The phenomena of communication failure and time delay are often observed in nature. This paper mainly studies the influence of communication failures caused by a time-varying topology and reaction-type delay on the flocking behavior of multi-particle systems. Two main problems are discussed in this paper. One is as follows: what conditions do time-varying topologies need to meet to avoid communication failure without affecting the final flocking behavior? The other is the question of how the influence of time delay affects the flocking behavior of time-varying systems? This paper gives the corresponding (PE) condition for the first problem. Under this condition, the flocking behavior of the Cucker–Smale system (1.3) with a time-varying topological structure will occur, which proves that, when there is long-range interaction, the system will have unconditional flocking behavior, and when there is short-range interaction, the system will have flocking behavior when the initial value satisfies certain conditions. But, inevitably, communication failure slows down the convergence rate of flocking behavior. In addition, it was found in the numerical simulation that, if the (PE) condition given in this paper is not satisfied, the flocking behavior of the system will fail. For the second problem, this paper gives the corresponding delay condition (3.1) to maintain the stability of the system (1.4) flocking behavior, and through numerical simulation analysis, it was found that the delay is conducive to accelerating the convergence rate of the flocking behavior, which improves the slow convergence rate problem caused by communication failure. In addition, it is worth mentioning that the Lyapunov functional constructed in this paper is more refined than that in ^[20], and that the conclusion obtained includes and extends the conclusion in ^[20]. The assumption of communication weight selected in this work is a fixed function, but, in reality, the change of communication weight is often random, which cannot be described by a function.

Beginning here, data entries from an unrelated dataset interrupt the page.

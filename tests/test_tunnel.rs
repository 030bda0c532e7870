mod common;

use common::{Recorder, client_addr, closed_port, read_request, run_exchange};
use std::net::SocketAddr;
use std::sync::Arc;
use std::time::Duration;
use tapline::config::Config;
use tapline::proxy::ProxyServer;
use tokio::io::{AsyncReadExt, AsyncWriteExt, DuplexStream};
use tokio::net::{TcpListener, TcpStream};
use tokio::task::JoinHandle;

async fn echo(mut socket: TcpStream) {
    let mut buf = [0u8; 1024];
    loop {
        match socket.read(&mut buf).await {
            Ok(0) | Err(_) => return,
            Ok(n) => {
                if socket.write_all(&buf[..n]).await.is_err() {
                    return;
                }
            }
        }
    }
}

async fn echo_server() -> SocketAddr {
    let listener = TcpListener::bind("127.0.0.1:0").await.unwrap();
    let addr = listener.local_addr().unwrap();
    tokio::spawn(async move {
        let (socket, _) = listener.accept().await.unwrap();
        echo(socket).await;
    });
    addr
}

/// A proxy that answers one CONNECT with `reply`, echoing afterwards when
/// the reply is a success. Yields the CONNECT request it received.
async fn mock_upstream(reply: &'static [u8]) -> (SocketAddr, JoinHandle<String>) {
    let listener = TcpListener::bind("127.0.0.1:0").await.unwrap();
    let addr = listener.local_addr().unwrap();
    let handle = tokio::spawn(async move {
        let (mut socket, _) = listener.accept().await.unwrap();
        let request = String::from_utf8(read_request(&mut socket).await).unwrap();
        socket.write_all(reply).await.unwrap();
        if reply.starts_with(b"HTTP/1.1 200") {
            echo(socket).await;
        }
        request
    });
    (addr, handle)
}

async fn read_head(client: &mut DuplexStream) -> String {
    let mut head = Vec::new();
    let mut byte = [0u8; 1];
    while !head.ends_with(b"\r\n\r\n") {
        let n = client.read(&mut byte).await.unwrap();
        assert_eq!(n, 1, "connection closed mid-head: {:?}", String::from_utf8_lossy(&head));
        head.push(byte[0]);
    }
    String::from_utf8(head).unwrap()
}

/// Opens a tunnel to `authority`, relays `payload` and expects it echoed.
async fn relay_through(server: Arc<ProxyServer>, authority: &str, payload: &[u8]) {
    let (mut client, proxy_side) = tokio::io::duplex(4096);
    let task = tokio::spawn(async move { server.handle_connection(proxy_side, client_addr()).await });

    let connect = format!("CONNECT {authority} HTTP/1.1\r\nHost: {authority}\r\n\r\n");
    client.write_all(connect.as_bytes()).await.unwrap();

    let head = read_head(&mut client).await;
    assert_eq!(head, "HTTP/1.1 200 Connection Established\r\n\r\n");

    client.write_all(payload).await.unwrap();
    let mut echoed = vec![0u8; payload.len()];
    tokio::time::timeout(Duration::from_secs(10), client.read_exact(&mut echoed))
        .await
        .expect("tunnel stalled")
        .unwrap();
    assert_eq!(echoed, payload);

    client.shutdown().await.unwrap();
    let mut rest = Vec::new();
    tokio::time::timeout(Duration::from_secs(10), client.read_to_end(&mut rest))
        .await
        .expect("tunnel did not close")
        .unwrap();
    assert!(rest.is_empty());
    task.await.unwrap();
}

#[tokio::test]
async fn test_tunnel_relays_bytes_both_ways() {
    let target = echo_server().await;
    let recorder = Arc::new(Recorder::default());
    let server = Arc::new(
        ProxyServer::builder(&Config::default())
            .listener(recorder.clone())
            .build()
            .unwrap(),
    );

    relay_through(server, &target.to_string(), b"\x16\x03\x01 opaque tls bytes").await;

    assert_eq!(recorder.events(), ["before_request", "tunnel_established"]);
}

#[tokio::test]
async fn test_unreachable_tunnel_target_gets_502() {
    let dead = closed_port().await;
    let recorder = Arc::new(Recorder::default());
    let server = Arc::new(
        ProxyServer::builder(&Config::default())
            .listener(recorder.clone())
            .build()
            .unwrap(),
    );

    let request = format!("CONNECT {dead} HTTP/1.1\r\nHost: {dead}\r\n\r\n");
    let received = run_exchange(&server, request.as_bytes()).await;

    assert_eq!(received, b"HTTP/1.1 502 Bad Gateway\r\n\r\n");
    assert_eq!(
        recorder.events(),
        ["before_request", "session_failed:connect:session"]
    );
}

#[tokio::test]
async fn test_tunnel_through_upstream_proxy() {
    let (proxy, upstream) = mock_upstream(b"HTTP/1.1 200 Connection established\r\n\r\n").await;
    let config = Config::from_yaml(&format!("upstream:\n  proxy: http://{proxy}\n")).unwrap();
    let server = Arc::new(ProxyServer::new(&config).unwrap());

    relay_through(server, "secure.invalid:443", b"hello through two hops").await;

    let request = upstream.await.unwrap();
    assert!(
        request.starts_with("CONNECT secure.invalid:443 HTTP/1.1\r\n"),
        "{request}"
    );
    assert!(request.contains("Host: secure.invalid:443\r\n"));
}

#[tokio::test]
async fn test_upstream_refusal_fails_the_tunnel() {
    let (proxy, upstream) =
        mock_upstream(b"HTTP/1.1 407 Proxy Authentication Required\r\nContent-Length: 0\r\n\r\n").await;
    let config = Config::from_yaml(&format!("upstream:\n  proxy: http://{proxy}\n")).unwrap();
    let recorder = Arc::new(Recorder::default());
    let server = Arc::new(
        ProxyServer::builder(&config)
            .listener(recorder.clone())
            .build()
            .unwrap(),
    );

    let received = run_exchange(&server, b"CONNECT secure.invalid:443 HTTP/1.1\r\n\r\n").await;

    assert_eq!(received, b"HTTP/1.1 502 Bad Gateway\r\n\r\n");
    assert!(upstream.await.unwrap().starts_with("CONNECT "));
    assert_eq!(
        recorder.events(),
        ["before_request", "session_failed:connect:session"]
    );
}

At this time, we need to introduce random time variables and establish corresponding random persistent excitation conditions, which is our next focus of study.

Acknowledgment

The authors would like to thank all of the reviewers who participated in the review and MJEditor (www.mjeditor.com) for its linguistic assistance during the preparation of this manuscript. This research was supported by the National Natural Science Foundation of China (11671011) and Natural Science Foundation for General Program of Hunan Province (2022JJ30655).

Conflict of interest

The authors have no conflict of interest to declare that is relevant to the content of this paper.